Entries shown ->
// Copyright (C) 2026 Checkmk GmbH - License: GNU General Public License v2
// This file is part of Checkmk (https://checkmk.com). It is subject to the terms and
// conditions defined in the file COPYING, which is part of this source code package.

//! Groups the per-archive documents found in an input directory by archive name.

use std::collections::BTreeMap;
use std::path::{Path, PathBuf};
use walkdir::WalkDir;

use super::error::{SbomError, SbomResult};

const NATIVE_SUFFIX: &str = ".syft.json";
const GITHUB_SUFFIX: &str = ".github.json";
const DIVE_SUFFIX: &str = ".dive.json";

/// The documents describing one archive.
#[derive(Debug, Clone, PartialEq, Eq)]
pub struct ArchiveFiles {
    pub name: String,
    pub native: PathBuf,
    pub github: Option<PathBuf>,
    pub dive: Option<PathBuf>,
}

#[derive(Default)]
struct Found {
    native: Option<PathBuf>,
    github: Option<PathBuf>,
    dive: Option<PathBuf>,
}

/// Find all archives in `dir`, sorted by name.
///
/// Only direct children of `dir` are considered. Files named
/// `<archive>.syft.json`, `<archive>.github.json` and `<archive>.dive.json` belong to
/// `<archive>`; anything else is ignored.
///
/// # Errors
/// Returns an error if the directory cannot be read, contains no archives, or an
/// archive has companion documents but no native SBOM.
pub fn discover_archives(dir: &Path) -> SbomResult<Vec<ArchiveFiles>> {
    let mut found: BTreeMap<String, Found> = BTreeMap::new();
    for entry in WalkDir::new(dir).min_depth(1).max_depth(1) {
        let e = entry.map_err(|e| SbomError::WalkDirFailed {
            path: dir.to_path_buf(),
            source: e,
        })?;
        if !e.file_type().is_file() {
            continue;
        }
        let Some(file_name) = e.file_name().to_str() else {
            continue;
        };
        let path = e.path().to_path_buf();
        if let Some(name) = file_name.strip_suffix(NATIVE_SUFFIX) {
            found.entry(name.to_string()).or_default().native = Some(path);
        } else if let Some(name) = file_name.strip_suffix(GITHUB_SUFFIX) {
            found.entry(name.to_string()).or_default().github = Some(path);
        } else if let Some(name) = file_name.strip_suffix(DIVE_SUFFIX) {
            found.entry(name.to_string()).or_default().dive = Some(path);
        }
    }

    if found.is_empty() {
        return Err(SbomError::NoArchives {
            path: dir.to_path_buf(),
        });
    }

    found
        .into_iter()
        .map(|(name, files)| {
            let native = files.native.ok_or_else(|| SbomError::MissingNativeSbom {
                expected: dir.join(format!("{name}{NATIVE_SUFFIX}")),
                archive: name.clone(),
            })?;
            Ok(ArchiveFiles {
                name,
                native,
                github: files.github,
                dive: files.dive,
            })
        })
        .collect()
}
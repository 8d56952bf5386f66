// Copyright (C) 2026 Checkmk GmbH - License: GNU General Public License v2
// This file is part of Checkmk (https://checkmk.com). It is subject to the terms and
// conditions defined in the file COPYING, which is part of this source code package.

//! Formats and prints report summaries to the console.

use comfy_table::{Cell, CellAlignment, Table};
use tracing::warn;

use super::totals::ReportTotals;
use super::utils::ranked;
use super::Report;
use crate::size::format_bytes;
use crate::stats::InfoMap;

/// Summarize the report to the console.
///
/// Prints the category totals followed by one table per category listing the `top_n`
/// most duplicated identities.
pub fn summarize_report(report: &Report, top_n: usize) {
    println!("Archives: {}\n", report.archives.len());
    println!("{}\n", totals_table(&report.totals));

    for (title, label, entries) in [
        ("Base OS Statistics", "Base OS", &report.duplicates.base_os),
        ("Package Statistics", "Package", &report.duplicates.packages),
        ("Runtime Statistics", "Runtime", &report.duplicates.runtimes),
    ] {
        if entries.is_empty() {
            warn!("No duplicates to generate stats for: {title}");
            continue;
        }
        println!("{title}");
        println!("{}\n", duplicates_table(label, entries, top_n));
    }
}

/// Create a table with the default preset styling.
fn default_table_preset() -> Table {
    let mut table = Table::new();
    table
        .load_preset(comfy_table::presets::UTF8_FULL_CONDENSED)
        .apply_modifier(comfy_table::modifiers::UTF8_ROUND_CORNERS)
        .set_content_arrangement(comfy_table::ContentArrangement::Dynamic);
    table
}

fn header(names: &[&str]) -> Vec<Cell> {
    names
        .iter()
        .map(|name| Cell::new(name).add_attribute(comfy_table::Attribute::Bold))
        .collect()
}

/// Create a table showing distinct, observed and duplicated identities per category.
fn totals_table(totals: &ReportTotals) -> Table {
    let mut table = default_table_preset();
    table.set_header(header(&["Category", "Distinct", "Observed", "Duplicated"]));
    for (name, category) in [
        ("Base OS", &totals.base_os),
        ("Packages", &totals.packages),
        ("Runtimes", &totals.runtimes),
    ] {
        table.add_row(vec![
            Cell::new(name),
            Cell::new(category.distinct),
            Cell::new(category.observations),
            Cell::new(category.duplicates),
        ]);
    }
    table
}

/// Create a table of the most duplicated identities of one category.
fn duplicates_table(label: &str, entries: &InfoMap, top_n: usize) -> Table {
    let mut table = default_table_preset();
    table.set_header(header(&["#", label, "Count", "Size", "Installed Size"]));
    for (rank, (identity, info)) in ranked(entries, top_n).into_iter().enumerate() {
        table.add_row(vec![
            Cell::new(rank + 1),
            Cell::new(identity),
            Cell::new(info.count).set_alignment(CellAlignment::Right),
            Cell::new(format_bytes(info.size)).set_alignment(CellAlignment::Right),
            Cell::new(format_bytes(info.installed_size)).set_alignment(CellAlignment::Right),
        ]);
    }
    table
}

Work instruction -> All entries are to be returned word for word.

Finished task ->
// Copyright (C) 2026 Checkmk GmbH - License: GNU General Public License v2
// This file is part of Checkmk (https://checkmk.com). It is subject to the terms and
// conditions defined in the file COPYING, which is part of this source code package.

//! Groups the per-archive documents found in an input directory by archive name.

use std::collections::BTreeMap;
use std::path::{Path, PathBuf};
use walkdir::WalkDir;

use super::error::{SbomError, SbomResult};

const NATIVE_SUFFIX: &str = ".syft.json";
const GITHUB_SUFFIX: &str = ".github.json";
const DIVE_SUFFIX: &str = ".dive.json";

/// The documents describing one archive.
#[derive(Debug, Clone, PartialEq, Eq)]
pub struct ArchiveFiles {
    pub name: String,
    pub native: PathBuf,
    pub github: Option<PathBuf>,
    pub dive: Option<PathBuf>,
}

#[derive(Default)]
struct Found {
    native: Option<PathBuf>,
    github: Option<PathBuf>,
    dive: Option<PathBuf>,
}

/// Find all archives in `dir`, sorted by name.
///
/// Only direct children of `dir` are considered. Files named
/// `<archive>.syft.json`, `<archive>.github.json` and `<archive>.dive.json` belong to
/// `<archive>`; anything else is ignored.
///
/// # Errors
/// Returns an error if the directory cannot be read, contains no archives, or an
/// archive has companion documents but no native SBOM.
pub fn discover_archives(dir: &Path) -> SbomResult<Vec<ArchiveFiles>> {
    let mut found: BTreeMap<String, Found> = BTreeMap::new();
    for entry in WalkDir::new(dir).min_depth(1).max_depth(1) {
        let e = entry.map_err(|e| SbomError::WalkDirFailed {
            path: dir.to_path_buf(),
            source: e,
        })?;
        if !e.file_type().is_file() {
            continue;
        }
        let Some(file_name) = e.file_name().to_str() else {
            continue;
        };
        let path = e.path().to_path_buf();
        if let Some(name) = file_name.strip_suffix(NATIVE_SUFFIX) {
            found.entry(name.to_string()).or_default().native = Some(path);
        } else if let Some(name) = file_name.strip_suffix(GITHUB_SUFFIX) {
            found.entry(name.to_string()).or_default().github = Some(path);
        } else if let Some(name) = file_name.strip_suffix(DIVE_SUFFIX) {
            found.entry(name.to_string()).or_default().dive = Some(path);
        }
    }

    if found.is_empty() {
        return Err(SbomError::NoArchives {
            path: dir.to_path_buf(),
        });
    }

    found
        .into_iter()
        .map(|(name, files)| {
            let native = files.native.ok_or_else(|| SbomError::MissingNativeSbom {
                expected: dir.join(format!("{name}{NATIVE_SUFFIX}")),
                archive: name.clone(),
            })?;
            Ok(ArchiveFiles {
                name,
                native,
                github: files.github,
                dive: files.dive,
            })
        })
        .collect()
}
repository 8d56952bf5386f66
// Copyright (C) 2026 Checkmk GmbH - License: GNU General Public License v2
// This file is part of Checkmk (https://checkmk.com). It is subject to the terms and
// conditions defined in the file COPYING, which is part of this source code package.

//! Formats and prints report summaries to the console.

use comfy_table::{Cell, CellAlignment, Table};
use tracing::warn;

use super::totals::ReportTotals;
use super::utils::ranked;
use super::Report;
use crate::size::format_bytes;
use crate::stats::InfoMap;

/// Summarize the report to the console.
///
/// Prints the category totals followed by one table per category listing the `top_n`
/// most duplicated identities.
pub fn summarize_report(report: &Report, top_n: usize) {
    println!("Archives: {}\n", report.archives.len());
    println!("{}\n", totals_table(&report.totals));

    for (title, label, entries) in [
        ("Base OS Statistics", "Base OS", &report.duplicates.base_os),
        ("Package Statistics", "Package", &report.duplicates.packages),
        ("Runtime Statistics", "Runtime", &report.duplicates.runtimes),
    ] {
        if entries.is_empty() {
            warn!("No duplicates to generate stats for: {title}");
            continue;
        }
        println!("{title}");
        println!("{}\n", duplicates_table(label, entries, top_n));
    }
}

/// Create a table with the default preset styling.
fn default_table_preset() -> Table {
    let mut table = Table::new();
    table
        .load_preset(comfy_table::presets::UTF8_FULL_CONDENSED)
        .apply_modifier(comfy_table::modifiers::UTF8_ROUND_CORNERS)
        .set_content_arrangement(comfy_table::ContentArrangement::Dynamic);
    table
}

fn header(names: &[&str]) -> Vec<Cell> {
    names
        .iter()
        .map(|name| Cell::new(name).add_attribute(comfy_table::Attribute::Bold))
        .collect()
}

/// Create a table showing distinct, observed and duplicated identities per category.
fn totals_table(totals: &ReportTotals) -> Table {
    let mut table = default_table_preset();
    table.set_header(header(&["Category", "Distinct", "Observed", "Duplicated"]));
    for (name, category) in [
        ("Base OS", &totals.base_os),
        ("Packages", &totals.packages),
        ("Runtimes", &totals.runtimes),
    ] {
        table.add_row(vec![
            Cell::new(name),
            Cell::new(category.distinct),
            Cell::new(category.observations),
            Cell::new(category.duplicates),
        ]);
    }
    table
}

/// Create a table of the most duplicated identities of one category.
fn duplicates_table(label: &str, entries: &InfoMap, top_n: usize) -> Table {
    let mut table = default_table_preset();
    table.set_header(header(&["#", label, "Count", "Size", "Installed Size"]));
    for (rank, (identity, info)) in ranked(entries, top_n).into_iter().enumerate() {
        table.add_row(vec![
            Cell::new(rank + 1),
            Cell::new(identity),
            Cell::new(info.count).set_alignment(CellAlignment::Right),
            Cell::new(format_bytes(info.size)).set_alignment(CellAlignment::Right),
            Cell::new(format_bytes(info.installed_size)).set_alignment(CellAlignment::Right),
        ]);
    }
    table
}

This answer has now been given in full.